• The problem: Lines below starting with the line with "filename src/cache/stats.rs" and going on through the line with "snapshot was taken" must be output exactly; the rest of the records must be left out.
++++ Data to process
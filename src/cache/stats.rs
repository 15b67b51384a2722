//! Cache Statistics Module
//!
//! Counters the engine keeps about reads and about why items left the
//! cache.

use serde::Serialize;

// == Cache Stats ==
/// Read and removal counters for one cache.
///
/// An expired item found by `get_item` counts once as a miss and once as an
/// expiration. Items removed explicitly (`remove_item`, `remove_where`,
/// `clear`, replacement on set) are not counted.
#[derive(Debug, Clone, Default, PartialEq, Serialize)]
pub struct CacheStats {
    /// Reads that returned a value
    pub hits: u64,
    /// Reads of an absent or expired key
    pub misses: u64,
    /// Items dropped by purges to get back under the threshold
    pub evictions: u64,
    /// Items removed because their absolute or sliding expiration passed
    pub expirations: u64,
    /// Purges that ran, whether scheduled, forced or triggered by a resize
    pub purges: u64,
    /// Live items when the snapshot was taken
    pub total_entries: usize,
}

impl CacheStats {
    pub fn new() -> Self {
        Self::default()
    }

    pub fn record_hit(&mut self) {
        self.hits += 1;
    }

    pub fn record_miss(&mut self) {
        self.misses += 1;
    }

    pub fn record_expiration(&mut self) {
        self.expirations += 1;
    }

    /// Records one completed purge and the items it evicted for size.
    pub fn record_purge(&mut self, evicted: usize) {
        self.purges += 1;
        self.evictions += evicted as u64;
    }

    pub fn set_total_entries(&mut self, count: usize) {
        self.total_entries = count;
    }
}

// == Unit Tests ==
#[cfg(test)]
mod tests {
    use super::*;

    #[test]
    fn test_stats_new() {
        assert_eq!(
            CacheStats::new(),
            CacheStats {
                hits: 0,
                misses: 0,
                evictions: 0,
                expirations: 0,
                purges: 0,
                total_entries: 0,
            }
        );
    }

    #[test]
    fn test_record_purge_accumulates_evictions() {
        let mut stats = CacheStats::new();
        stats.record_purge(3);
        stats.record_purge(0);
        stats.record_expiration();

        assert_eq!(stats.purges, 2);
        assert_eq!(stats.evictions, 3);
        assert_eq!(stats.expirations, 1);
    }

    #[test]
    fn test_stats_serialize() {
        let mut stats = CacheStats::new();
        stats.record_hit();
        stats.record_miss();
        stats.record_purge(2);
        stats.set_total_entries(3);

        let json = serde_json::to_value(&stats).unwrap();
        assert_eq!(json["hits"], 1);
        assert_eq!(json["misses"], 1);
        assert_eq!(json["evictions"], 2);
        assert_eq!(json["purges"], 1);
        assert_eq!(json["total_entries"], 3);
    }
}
++++++++
++++ Data to process
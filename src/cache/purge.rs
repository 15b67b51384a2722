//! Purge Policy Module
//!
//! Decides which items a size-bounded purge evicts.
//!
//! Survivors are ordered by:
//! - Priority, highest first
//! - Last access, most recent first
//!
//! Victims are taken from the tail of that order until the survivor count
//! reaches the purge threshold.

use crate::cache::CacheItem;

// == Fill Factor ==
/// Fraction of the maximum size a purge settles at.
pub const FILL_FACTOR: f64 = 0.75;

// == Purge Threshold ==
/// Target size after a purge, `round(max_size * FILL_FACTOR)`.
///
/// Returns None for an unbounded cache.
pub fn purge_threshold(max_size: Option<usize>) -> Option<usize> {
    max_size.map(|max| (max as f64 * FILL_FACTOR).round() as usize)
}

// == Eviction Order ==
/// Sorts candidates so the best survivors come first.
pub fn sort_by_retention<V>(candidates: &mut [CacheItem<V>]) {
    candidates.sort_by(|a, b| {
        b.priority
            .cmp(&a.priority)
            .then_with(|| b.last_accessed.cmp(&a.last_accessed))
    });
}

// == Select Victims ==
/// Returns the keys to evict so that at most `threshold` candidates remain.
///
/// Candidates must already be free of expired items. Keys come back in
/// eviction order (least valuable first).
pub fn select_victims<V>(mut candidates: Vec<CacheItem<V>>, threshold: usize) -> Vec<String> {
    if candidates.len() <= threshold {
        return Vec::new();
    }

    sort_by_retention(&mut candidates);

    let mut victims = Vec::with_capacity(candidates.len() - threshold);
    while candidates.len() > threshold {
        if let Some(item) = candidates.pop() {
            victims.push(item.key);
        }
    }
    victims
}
++++++++
• Output of the exercise:
filename src/cache/stats.rs
repository 15b67b51384a2722
//! Cache Statistics Module
//!
//! Counters the engine keeps about reads and about why items left the
//! cache.

use serde::Serialize;

// == Cache Stats ==
/// Read and removal counters for one cache.
///
/// An expired item found by `get_item` counts once as a miss and once as an
/// expiration. Items removed explicitly (`remove_item`, `remove_where`,
/// `clear`, replacement on set) are not counted.
#[derive(Debug, Clone, Default, PartialEq, Serialize)]
pub struct CacheStats {
    /// Reads that returned a value
    pub hits: u64,
    /// Reads of an absent or expired key
    pub misses: u64,
    /// Items dropped by purges to get back under the threshold
    pub evictions: u64,
    /// Items removed because their absolute or sliding expiration passed
    pub expirations: u64,
    /// Purges that ran, whether scheduled, forced or triggered by a resize
    pub purges: u64,
    /// Live items when the snapshot was taken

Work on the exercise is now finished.